Additionally, many top Chinese companies are sitting on sizable, cash balances. Backing cash reserves out of their market capitalization makes the valuations even more mouth-watering.

But before an investor can conclude as to whether they wish to commit their capital to Chinese shares, I think we should assess China’s strengths, as well as its challenges. In my view, its problems are well-known in the West; thus, I won’t spend much time on them.

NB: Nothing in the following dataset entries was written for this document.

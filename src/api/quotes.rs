//! Price quotes and equity meta info.

use crate::client::NseClient;
use crate::error::Result;
use crate::types::quotes::*;

impl NseClient {
    /// Meta info (listing status, ISIN, indices membership) for an equity
    /// symbol.
    ///
    /// **Endpoint:** `GET /api/equity-meta-info`
    pub async fn equity_meta_info(&self, symbol: &str) -> Result<EquityMetaInfo> {
        self.get_json(
            &format!("{}/equity-meta-info", self.api_base()),
            &[("symbol", symbol.to_uppercase())],
        )
        .await
    }

    /// Raw price quote for an equity or derivative symbol.
    ///
    /// The full payload shape varies per symbol; this returns it untyped.
    /// Use [`stock_quote`](Self::stock_quote) for a typed OHLCV snapshot.
    ///
    /// **Endpoint:** `GET /api/quote-equity` or `GET /api/quote-derivative`
    pub async fn quote(
        &self,
        symbol: &str,
        kind: QuoteKind,
        section: Option<QuoteSection>,
    ) -> Result<serde_json::Value> {
        let url = match kind {
            QuoteKind::Equity => format!("{}/quote-equity", self.api_base()),
            QuoteKind::Fno => format!("{}/quote-derivative", self.api_base()),
        };

        let mut params = vec![("symbol", symbol.to_uppercase())];
        if let Some(section) = section {
            params.push(("section", section.as_str().to_owned()));
        }

        self.get_json(&url, &params).await
    }

    /// Formatted single-day OHLCV snapshot for an equity symbol, assembled
    /// from the quote and trade-info sections. While the session is open
    /// the official close is zero, so `close` falls back to the last traded
    /// price.
    pub async fn stock_quote(&self, symbol: &str) -> Result<StockQuote> {
        let url = format!("{}/quote-equity", self.api_base());
        let symbol = symbol.to_uppercase();

        let quote: EquityQuote = self
            .get_json(&url, &[("symbol", symbol.clone())])
            .await?;

        let trade_info: QuoteTradeInfo = self
            .get_json(
                &url,
                &[
                    ("symbol", symbol),
                    ("section", QuoteSection::TradeInfo.as_str().to_owned()),
                ],
            )
            .await?;

        let price = &quote.price_info;
        let close = match price.close {
            Some(c) if c != 0.0 => c,
            _ => price.last_price.unwrap_or_default(),
        };

        Ok(StockQuote {
            date: quote.metadata.last_update_time,
            open: price.open.unwrap_or_default(),
            high: price.intra_day_high_low.max.unwrap_or_default(),
            low: price.intra_day_high_low.min.unwrap_or_default(),
            close,
            volume: trade_info
                .security_wise_dp
                .quantity_traded
                .unwrap_or_default(),
        })
    }
}
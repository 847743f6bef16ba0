//! Downloadable end-of-day reports — bhavcopies, price bands, market lots.
//!
//! Every method here maps one report to one archive URL keyed by a date
//! embedded in the path, downloads it through the streaming layer (which
//! detects the exchange's HTML "not published yet" page), checks a
//! per-report minimum plausible size, and unpacks compressed results.
//!
//! The equity and FnO bhavcopy URLs changed when NSE migrated to the UDiFF
//! common format; the migration date is configurable via
//! [`NseClientBuilder::bhavcopy_cutover`](crate::client::NseClientBuilder::bhavcopy_cutover).

use std::collections::HashMap;
use std::path::{Path, PathBuf};

use chrono::NaiveDate;

use crate::archive;
use crate::client::NseClient;
use crate::constants::ARCHIVE_BASE_URL;
use crate::error::Result;
use crate::util;

/// Minimum plausible sizes in bytes; anything smaller is a truncated or
/// placeholder file and the download is reported as failed.
const MIN_ZIP_SIZE: u64 = 5_000;
const MIN_DELIVERY_SIZE: u64 = 50_000;
const MIN_CSV_SIZE: u64 = 5_000;
const MIN_DOCUMENT_SIZE: u64 = 10;

impl NseClient {
    /// Resolve the destination folder: an explicit override (created if
    /// missing) or the client's download folder.
    fn dest_folder(&self, folder: Option<&Path>) -> Result<PathBuf> {
        match folder {
            Some(f) => util::ensure_folder(f),
            None => Ok(self.dir().to_path_buf()),
        }
    }

    /// Daily equity bhavcopy. Downloads the ZIP for `date`, extracts the
    /// CSV, and returns its path.
    pub async fn equity_bhavcopy(
        &self,
        date: NaiveDate,
        folder: Option<&Path>,
    ) -> Result<PathBuf> {
        let folder = self.dest_folder(folder)?;

        let url = if date >= self.bhavcopy_cutover {
            format!(
                "{ARCHIVE_BASE_URL}/content/cm/BhavCopy_NSE_CM_0_0_0_{}_F_0000.csv.zip",
                date.format("%Y%m%d")
            )
        } else {
            let date_str = date.format("%d%b%Y").to_string().to_uppercase();
            format!(
                "{ARCHIVE_BASE_URL}/content/historical/EQUITIES/{}/{}/cm{}bhav.csv.zip",
                date.format("%Y"),
                &date_str[2..5],
                date_str
            )
        };

        let file = self.download(&url, &folder, MIN_ZIP_SIZE).await?;
        archive::extract(&file, &folder, None)
    }

    /// Daily FnO bhavcopy. Same cutover handling as the equity report.
    pub async fn fno_bhavcopy(&self, date: NaiveDate, folder: Option<&Path>) -> Result<PathBuf> {
        let folder = self.dest_folder(folder)?;

        let url = if date >= self.bhavcopy_cutover {
            format!(
                "{ARCHIVE_BASE_URL}/content/fo/BhavCopy_NSE_FO_0_0_0_{}_F_0000.csv.zip",
                date.format("%Y%m%d")
            )
        } else {
            let date_str = date.format("%d%b%Y").to_string().to_uppercase();
            format!(
                "{ARCHIVE_BASE_URL}/content/historical/DERIVATIVES/{}/{}/fo{}bhav.csv.zip",
                date.format("%Y"),
                &date_str[2..5],
                date_str
            )
        };

        let file = self.download(&url, &folder, MIN_ZIP_SIZE).await?;
        archive::extract(&file, &folder, None)
    }

    /// Daily equity delivery (security-wise) report.
    pub async fn delivery_bhavcopy(
        &self,
        date: NaiveDate,
        folder: Option<&Path>,
    ) -> Result<PathBuf> {
        let folder = self.dest_folder(folder)?;
        let url = format!(
            "{ARCHIVE_BASE_URL}/products/content/sec_bhavdata_full_{}.csv",
            date.format("%d%m%Y")
        );

        self.download(&url, &folder, MIN_DELIVERY_SIZE).await
    }

    /// Daily close report for all indices.
    pub async fn indices_bhavcopy(
        &self,
        date: NaiveDate,
        folder: Option<&Path>,
    ) -> Result<PathBuf> {
        let folder = self.dest_folder(folder)?;
        let url = format!(
            "{ARCHIVE_BASE_URL}/content/indices/ind_close_all_{}.csv",
            date.format("%d%m%Y")
        );

        self.download(&url, &folder, MIN_CSV_SIZE).await
    }

    /// Daily PR bhavcopy bundle. Returned as the ZIP itself — it contains
    /// many member files, so unpacking is left to the caller (see
    /// [`archive::extract`] with an explicit member list).
    pub async fn pr_bhavcopy(&self, date: NaiveDate, folder: Option<&Path>) -> Result<PathBuf> {
        let folder = self.dest_folder(folder)?;
        let url = format!(
            "{ARCHIVE_BASE_URL}/archives/equities/bhavcopy/pr/PR{}.zip",
            date.format("%d%m%y")
        );

        self.download(&url, &folder, MIN_ZIP_SIZE).await
    }

    /// Daily security-wise price band report.
    pub async fn priceband_report(
        &self,
        date: NaiveDate,
        folder: Option<&Path>,
    ) -> Result<PathBuf> {
        let folder = self.dest_folder(folder)?;
        let url = format!(
            "{ARCHIVE_BASE_URL}/content/equities/sec_list_{}.csv",
            date.format("%d%m%Y")
        );

        self.download(&url, &folder, MIN_CSV_SIZE).await
    }

    /// Daily CM MII security file, published gzip-compressed; returns the
    /// decompressed CSV path.
    pub async fn cm_mii_security_report(
        &self,
        date: NaiveDate,
        folder: Option<&Path>,
    ) -> Result<PathBuf> {
        let folder = self.dest_folder(folder)?;
        let url = format!(
            "{ARCHIVE_BASE_URL}/content/cm/NSE_CM_security_{}.csv.gz",
            date.format("%d%m%Y")
        );

        let file = self.download(&url, &folder, MIN_DOCUMENT_SIZE).await?;
        archive::extract(&file, &folder, None)
    }

    /// Download an arbitrary exchange document (annual report, attachment)
    /// by its full archive URL. ZIP documents are extracted.
    pub async fn download_document(&self, url: &str, folder: Option<&Path>) -> Result<PathBuf> {
        let folder = self.dest_folder(folder)?;
        let file = self.download(url, &folder, MIN_DOCUMENT_SIZE).await?;

        if file.extension().is_some_and(|e| e.eq_ignore_ascii_case("zip")) {
            archive::extract(&file, &folder, None)
        } else {
            Ok(file)
        }
    }

    /// Lot sizes for all FnO stocks, parsed from the market-lots CSV.
    /// Keys are symbols, values lot sizes.
    pub async fn fno_lots(&self) -> Result<HashMap<String, u32>> {
        let url = format!("{ARCHIVE_BASE_URL}/content/fo/fo_mktlots.csv");
        let body = self.get_text(&url).await?;

        let mut lots = HashMap::new();

        for line in body.lines() {
            let mut fields = line.split(',');
            let (Some(_), Some(symbol), Some(_), Some(lot)) = (
                fields.next(),
                fields.next(),
                fields.next(),
                fields.next(),
            ) else {
                continue;
            };

            // Header and section rows carry no numeric lot size.
            if let Ok(lot) = lot.trim().parse::<u32>() {
                lots.insert(symbol.trim().to_owned(), lot);
            }
        }

        Ok(lots)
    }
}
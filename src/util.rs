//! Small shared helpers: folder validation and date-range chunking.

use std::fs;
use std::path::{Path, PathBuf};

use chrono::{Duration, NaiveDate};

use crate::error::{NseError, Result};

/// Validate `path` as a folder, creating it (and parents) if missing.
///
/// Fails with [`NseError::InvalidArgument`] when the path exists but is a
/// file.
pub fn ensure_folder(path: &Path) -> Result<PathBuf> {
    if path.is_file() {
        return Err(NseError::InvalidArgument(format!(
            "{}: must be a folder",
            path.display()
        )));
    }

    if !path.exists() {
        fs::create_dir_all(path)?;
    }

    Ok(path.to_path_buf())
}

/// Validate an inclusive date range: `from` must not be after `to`.
pub fn check_range(from: NaiveDate, to: NaiveDate) -> Result<()> {
    if from > to {
        return Err(NseError::InvalidArgument(format!(
            "from date {from} is after to date {to}"
        )));
    }
    Ok(())
}

/// Split the inclusive range `[from, to]` into contiguous, non-overlapping
/// sub-ranges of at most `max_days` days each, in ascending order.
///
/// The upstream historical endpoints cap the span per call; every chunk here
/// is one call. Chunks abut exactly: each starts the day after the previous
/// one ends, and their union covers the input range.
pub fn chunk_date_range(
    from: NaiveDate,
    to: NaiveDate,
    max_days: i64,
) -> Vec<(NaiveDate, NaiveDate)> {
    debug_assert!(max_days > 0);

    let mut chunks = Vec::new();
    let mut start = from;

    while start <= to {
        let end = (start + Duration::days(max_days - 1)).min(to);
        chunks.push((start, end));
        start = end + Duration::days(1);
    }

    chunks
}

/// Derive a file name from the final path segment of a URL.
pub fn file_name_from_url(url: &str) -> Result<String> {
    let parsed = url::Url::parse(url)
        .map_err(|e| NseError::InvalidArgument(format!("{url}: {e}")))?;

    parsed
        .path_segments()
        .and_then(|mut segs| segs.next_back())
        .filter(|s| !s.is_empty())
        .map(str::to_owned)
        .ok_or_else(|| NseError::InvalidArgument(format!("{url}: no file name in path")))
}
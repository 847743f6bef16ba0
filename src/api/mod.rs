//! Endpoint implementations for the NSE public web API.
//!
//! Each sub-module adds high-level `async` methods to
//! [`NseClient`](crate::client::NseClient) via `impl` blocks. All methods
//! handle URL/parameter formatting, cookie renewal, throttling, and error
//! mapping automatically.
//!
//! ## Usage
//!
//! ```no_run
//! use nse_market_rs::NseClient;
//!
//! # #[tokio::main]
//! # async fn main() -> nse_market_rs::Result<()> {
//! let client = NseClient::new("./downloads").await?;
//! let status = client.market_status().await?;
//! let indices = client.list_indices().await?;
//! # Ok(())
//! # }
//! ```
//!
//! ## Modules
//!
//! | Module | Description |
//! |---|---|
//! | [`market`] | Market status, holidays, circulars, advance/decline |
//! | [`corporate`] | Corporate actions, announcements, board meetings |
//! | [`quotes`] | Equity/derivative quotes, meta info |
//! | [`lists`] | Index/ETF/SME/SGB/IPO listings, gainers & losers |
//! | [`deals`] | Block and bulk deal reports |
//! | [`reports`] | Bhavcopy and other downloadable EOD reports |
//! | [`option_chain`] | Option chain, expiry resolution, derived stats |
//! | [`historical`] | Equity, VIX, FnO, and index time series |

pub mod corporate;
pub mod deals;
pub mod historical;
pub mod lists;
pub mod market;
pub mod option_chain;
pub mod quotes;
pub mod reports;
//! Stock list endpoints and the gainers/losers post-processing.

use crate::analytics;
use crate::client::NseClient;
use crate::error::Result;
use crate::types::lists::*;

impl NseClient {
    /// Snapshot of all NSE indices.
    ///
    /// **Endpoint:** `GET /api/allIndices`
    pub async fn list_indices(&self) -> Result<IndexListData> {
        self.get_json(&format!("{}/allIndices", self.api_base()), &[])
            .await
    }

    /// Live quotes for every constituent of a market index.
    ///
    /// **Endpoint:** `GET /api/equity-stockIndices`
    pub async fn list_equity_stocks_by_index(&self, index: &str) -> Result<ListData> {
        self.get_json(
            &format!("{}/equity-stockIndices", self.api_base()),
            &[("index", index.to_uppercase())],
        )
        .await
    }

    /// All stocks traded in the Futures & Options segment.
    pub async fn list_fno_stocks(&self) -> Result<ListData> {
        self.list_equity_stocks_by_index("SECURITIES IN F&O").await
    }

    /// All listed ETFs.
    ///
    /// **Endpoint:** `GET /api/etf`
    pub async fn list_etf(&self) -> Result<ListData> {
        self.get_json(&format!("{}/etf", self.api_base()), &[])
            .await
    }

    /// All SME-board stocks.
    ///
    /// **Endpoint:** `GET /api/live-analysis-emerge`
    pub async fn list_sme(&self) -> Result<ListData> {
        self.get_json(&format!("{}/live-analysis-emerge", self.api_base()), &[])
            .await
    }

    /// All sovereign gold bonds.
    ///
    /// **Endpoint:** `GET /api/sovereign-gold-bonds`
    pub async fn list_sgb(&self) -> Result<ListData> {
        self.get_json(&format!("{}/sovereign-gold-bonds", self.api_base()), &[])
            .await
    }

    /// IPOs currently open for subscription.
    ///
    /// **Endpoint:** `GET /api/ipo-current-issue`
    pub async fn list_current_ipo(&self) -> Result<Vec<IpoListing>> {
        self.get_json(&format!("{}/ipo-current-issue", self.api_base()), &[])
            .await
    }

    /// Announced IPOs not yet open.
    ///
    /// **Endpoint:** `GET /api/all-upcoming-issues?category=ipo`
    pub async fn list_upcoming_ipo(&self) -> Result<Vec<IpoListing>> {
        self.get_json(
            &format!("{}/all-upcoming-issues", self.api_base()),
            &[("category", "ipo".to_owned())],
        )
        .await
    }

    /// Recently closed/listed IPOs within a date range, defaulting to the
    /// last 90 days.
    ///
    /// **Endpoint:** `GET /api/public-past-issues`
    pub async fn list_past_ipo(
        &self,
        from_date: Option<chrono::NaiveDate>,
        to_date: Option<chrono::NaiveDate>,
    ) -> Result<Vec<IpoListing>> {
        #[derive(serde::Deserialize)]
        struct Envelope {
            data: Vec<IpoListing>,
        }

        let to_date = to_date.unwrap_or_else(|| chrono::Local::now().date_naive());
        let from_date = from_date.unwrap_or(to_date - chrono::Duration::days(90));
        crate::util::check_range(from_date, to_date)?;

        let resp: Envelope = self
            .get_json(
                &format!("{}/public-past-issues", self.api_base()),
                &[
                    ("from_date", from_date.format("%d-%m-%Y").to_string()),
                    ("to_date", to_date.format("%d-%m-%Y").to_string()),
                ],
            )
            .await?;

        Ok(resp.data)
    }

    /// Top gainers of a stock list (percent change above zero, best first).
    /// Pure post-processing of a [`ListData`] from one of the list methods;
    /// no network call.
    pub fn gainers<'a>(&self, data: &'a ListData, count: Option<usize>) -> Vec<&'a EquityListRow> {
        analytics::gainers(&data.data, |r| r.p_change, count)
    }

    /// Top losers of a stock list (percent change below zero, worst first).
    pub fn losers<'a>(&self, data: &'a ListData, count: Option<usize>) -> Vec<&'a EquityListRow> {
        analytics::losers(&data.data, |r| r.p_change, count)
    }
}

I do agree that the bursting of its enormous real estate bubble likely heads the list of weaknesses. The rule of law being whatever Xi Jinping says it ranks high as well. The fact that its 1.4 billion strong population is now shrinking deserves mention. Rising tensions with its major Western trading partners, as manifested by proliferating tariffs from some of its best “customers” is seriously problematic. The related fall-off in foreign direct investment (FDI) is yet another negative.

With that as a preamble, let’s get to the list of China’s strengths and some very brief observations of those. As you will see, they are considerable and in glaring contrast to its bombed-out stock market.

Strength #1: Its vast and hard-working population. While China has recently been slightly eclipsed by India* as the world's most populous nation, the latter’s productivity is no match for that of the Middle Kingdom. As you can see below, China graduates more engineers and STEM students than much of the West combined.

*For added context, “India contributes 31.7% of the total STEM graduates in the world, and has one of the world’s largest STEM job markets.“ -per Business Line, 2022

Strength #2: Its infrastructure. After two decades of massive spending on potentially productive assets like roads, bridges, airports, high speed trains, etc, China possesses what is the world’s finest and most modern infrastructure. This is an enormous competitive advantage vis-à-vis the rest of the world, despite the reality that some of these projects are the infamous “bridges to nowhere”.

Strength #3: Its graduation out of copycat status. It’s almost undebatable that China’s rapid economic development over the last 30 years, particularly early on, was at least partially due to purloined Western intellectual property (IP). These days, though, there is little doubt that in many high-growth areas, China is now the global pacesetter. Besides EVs and hybrids, China is also currently leading the world in nuclear power plant deployment. As I’ve noted in the past, of the 60-odd large-scale nuclear facilities under construction on Planet Earth, 23 of them are in China. Per prior Haymakers, precisely zero are now in the development stage in America. Critically, and I think most ominously, at least for the U.S., China’s atomic power plant construction costs are about one-third of those in the States.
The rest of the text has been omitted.